A Prospective Observational Study of Adult Strabismus

Eligibility Criteria for Convergence Insufficiency (CI) Group:

The following inclusion criteria must be met for the subject to be enrolled into the study:

• Adults ≥18 years of age (adult onset of CI not required)
• No strabismus surgery within the past 10 years
• CI Symptom Survey score ≥21 points
• Near exodeviation of ≥4∆ and at least 4∆ larger than at distance by PACT
• Distance exodeviation ≤15∆ by PACT
• Vertical deviation ≤2∆ at distance and near by PACT
• No constant exotropia at distance or near
• Reduced positive fusional vergence (PFV) at near (<20∆ or fails Sheard's criterion that the PFV measures less than twice the magnitude of the near phoria)
• Near point of convergence (NPC) of ≥6 cm break
• Visual acuity 20/50 or better in both eyes by ETDRS or Snellen
• No paralytic strabismus (e.g., 3rd, 4th, or 6th cranial nerve palsies, skew deviation, Duane syndrome)
• No restrictive strabismus (e.g., blowout fracture, thyroid eye disease, post scleral buckle, Brown syndrome)
• No monocular diplopia
• No paretic strabismus, thyroid eye disease, myasthenia gravis, chronic progressive external ophthalmoplegia, or eye movement abnormalities associated with known neurological disease.
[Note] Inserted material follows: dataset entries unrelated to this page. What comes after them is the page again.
impl Superblock {
    /// Reads and validates the superblock.
    ///
    /// `superblock_num` overrides the location for backup copies; zero means
    /// the primary superblock at byte 1024. `block_size` must accompany a
    /// non-zero `superblock_num` since the geometry is not yet known.
    pub fn read<D: BlockDevice>(
        io: &mut IoChannel<D>,
        superblock_num: u64,
        block_size: u32,
    ) -> Ext4Result<Self> {
        let offset = if superblock_num == 0 {
            SUPERBLOCK_OFFSET
        } else {
            superblock_num * u64::from(block_size)
        };
        let mut raw = [0u8; SUPERBLOCK_SIZE];
        io.read_bytes(offset, &mut raw)?;

        let sb: Superblock = *from_bytes(&raw);
        sb.validate()?;
        Ok(sb)
    }

    /// Structural validation of a freshly read superblock.
    pub fn validate(&self) -> CanFail {
        if self.s_magic != EXT4_SIGNATURE {
            return Err(Error::Corrupted("bad superblock magic"));
        }
        if self.s_log_block_size > 6 {
            return Err(Error::Corrupted("unreasonable block size"));
        }
        // directory records encode their length in 16 bits; a 64 KiB block
        // cannot hold a block-spanning record
        if self.s_log_block_size > 5 {
            return Err(Error::Unsupported("block size above 32 KiB"));
        }
        let bits_per_blk = self.blk_size() * 8;
        if self.s_blocks_per_group == 0 || u64::from(self.s_blocks_per_group) > bits_per_blk {
            return Err(Error::Corrupted("blocks per group out of range"));
        }
        if self.s_inodes_per_group == 0 || u64::from(self.s_inodes_per_group) > bits_per_blk {
            return Err(Error::Corrupted("inodes per group out of range"));
        }
        if self.s_rev_level >= 1 {
            let isize = self.s_inode_size;
            if !isize.is_power_of_two() || isize < 128 || u64::from(isize) > self.blk_size() {
                return Err(Error::Corrupted("invalid inode size"));
            }
        }
        if self.s_checksum_type == CHKSUM_TYPE_CRC32C && !self.verify_chksum() {
            return Err(Error::Corrupted("superblock checksum mismatch"));
        }
        let unsupported = self.s_feature_incompat.difference(IncompatFeatures::SUPPORTED);
        if unsupported != IncompatFeatures::EMPTY_SET {
            log::warn!(
                "refusing to mount: unsupported incompat features {:#x}",
                unsupported.0
            );
            return Err(Error::Unsupported("incompatible feature set"));
        }
        Ok(())
    }

    /// Writes the record back to its primary location.
    pub fn write<D: BlockDevice>(&mut self, io: &mut IoChannel<D>) -> CanFail {
        if self.s_checksum_type == CHKSUM_TYPE_CRC32C {
            self.update_chksum();
        }
        io.write_bytes(SUPERBLOCK_OFFSET, bytes_of(self))
    }

    /// The block size, in bytes.
    pub fn blk_size(&self) -> u64 {
        1024 << self.s_log_block_size
    }

    /// Whether the given incompat feature is enabled.
    pub fn has_incompat(&self, feature: IncompatFeatures) -> bool {
        self.s_feature_incompat.includes(feature)
    }

    /// Whether the given read-only compat feature is enabled.
    pub fn has_ro_compat(&self, feature: RoCompatFeatures) -> bool {
        self.s_feature_ro_compat.includes(feature)
    }

    /// Total block count, `64BIT`-aware.
    pub fn blk_count(&self) -> u64 {
        if self.has_incompat(IncompatFeatures::B64BIT) {
            u64::from(self.s_blocks_count_lo) | (u64::from(self.s_blocks_count_hi) << 32)
        } else {
            u64::from(self.s_blocks_count_lo)
        }
    }

    /// Free block count, `64BIT`-aware.
    pub fn free_blk_count(&self) -> u64 {
        if self.has_incompat(IncompatFeatures::B64BIT) {
            u64::from(self.s_free_blocks_count_lo)
                | (u64::from(self.s_free_blocks_count_hi) << 32)
        } else {
            u64::from(self.s_free_blocks_count_lo)
        }
    }

    /// Replaces the free block count.
    pub fn set_free_blk_count(&mut self, count: u64) {
        self.s_free_blocks_count_lo = count as u32;
        if self.has_incompat(IncompatFeatures::B64BIT) {
            self.s_free_blocks_count_hi = (count >> 32) as u32;
        }
    }

    /// Number of block groups.
    pub fn bg_count(&self) -> u32 {
        let data_blocks = self.blk_count() - u64::from(self.s_first_data_block);
        data_blocks.div_ceil(u64::from(self.s_blocks_per_group)) as u32
    }

    /// Size of one group descriptor, in bytes.
    pub fn desc_size(&self) -> usize {
        if self.has_incompat(IncompatFeatures::B64BIT) && self.s_desc_size >= 64 {
            usize::from(self.s_desc_size)
        } else {
            32
        }
    }

    /// Size of one inode record, in bytes.
    pub fn inode_size(&self) -> usize {
        if self.s_rev_level >= 1 {
            usize::from(self.s_inode_size)
        } else {
            128
        }
    }

    /// First inode number available for regular allocation.
    pub fn first_ino(&self) -> u32 {
        if self.s_rev_level >= 1 {
            self.s_first_ino.max(11)
        } else {
            11
        }
    }

    /// Seed for metadata checksums: `crc32c(~0, uuid)`.
    pub fn chksum_seed(&self) -> u32 {
        crc32c_raw(!0, &self.s_uuid)
    }

    /// Whether metadata checksums are maintained on this filesystem.
    pub fn metadata_csum(&self) -> bool {
        self.has_ro_compat(RoCompatFeatures::METADATA_CSUM)
    }

    /// Compares the stored checksum against the record contents.
    pub fn verify_chksum(&self) -> bool {
        let computed = self.compute_chksum();
        if computed != self.s_checksum {
            log::error!(
                "invalid superblock checksum (got {computed:#010x}, expected {:#010x})",
                self.s_checksum
            );
            return false;
        }
        true
    }

    /// Recomputes the checksum field from the current contents.
    pub fn update_chksum(&mut self) {
        self.s_checksum = self.compute_chksum();
    }

    fn compute_chksum(&self) -> u32 {
        let raw = bytes_of(self);
        crc32c_raw(!0, &raw[..SUPERBLOCK_SIZE - 4])
    }
}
Patients with Parkinson's disease can be enrolled if non-paretic deviation.
• No inferior or superior oblique overaction defined as 2+ or greater
• Ability to fuse with prism in space (see section 2.4.1)
• Ability to understand and complete a survey
• Investigator is initiating treatment with prism, orthoptic exercises, botulinum toxin injection or surgery
• If initiating treatment with botulinum toxin or surgery, planned injection or surgery to be within 60 days of enrollment
• Single treatment modality is planned (e.g., no combined prism and orthoptic exercises)
• Treatment to be initiated has not been used within the past one year

Eligibility Criteria for Divergence Insufficiency (DI) Group:

The following inclusion criteria must be met for the subject to be enrolled into the study:

• Adults ≥18 years of age
• Adult-onset DI (at ≥18 years of age)
• No prior strabismus surgery
• Symptoms of diplopia at distance with a frequency of sometimes or worse in primary position (in current glasses if wearing glasses)
• Distance esodeviation of 2∆ to 30∆ and at least 50% larger than at near by PACT
• No more than 5∆ difference between right and left gaze by PACT
• No more than 10∆ difference between the primary position at distance and either upgaze or downgaze ≤10∆ by PACT
• Any coexisting vertical deviation must be less than distance esodeviation and ≤10∆ by PACT
• Visual acuity 20/50 or better in both eyes by ETDRS or Snellen
• No paralytic strabismus (e.g., 3rd, 4th, or 6th cranial nerve palsies, skew deviation, Duane syndrome)
• No restrictive strabismus (e.g., blowout fracture, thyroid eye disease, post scleral buckle, Brown syndrome)
• No monocular diplopia
• No paretic strabismus, thyroid eye disease, myasthenia gravis, chronic progressive external ophthalmoplegia, or eye movement abnormalities associated with known neurological disease. Patients with Parkinson's disease can be enrolled if non-paretic deviation
• No inferior or superior oblique overaction defined as 2+ or greater
• Ability to fuse with prism in space (see section 2.4.2)
• Ability to understand and complete a survey
• Investigator is initiating treatment with prism, orthoptic exercises, botulinum toxin injection or surgery
• If initiating treatment with botulinum toxin or surgery, planned injection or surgery to be within 60 days of enrollment
• Single treatment modality planned (e.g., no combined prism and orthoptic exercises)
• Treatment to be initiated has not been used within the past one year

Eligibility Criteria for Small-angle Hypertropia (HT) Group:

The following inclusion criteria must be met for the subject to be enrolled into the study:

• Adults ≥18 years of age
• Adult-onset HT (at ≥18 years of age)
• No prior strabismus surgery
• Symptoms of diplopia at dista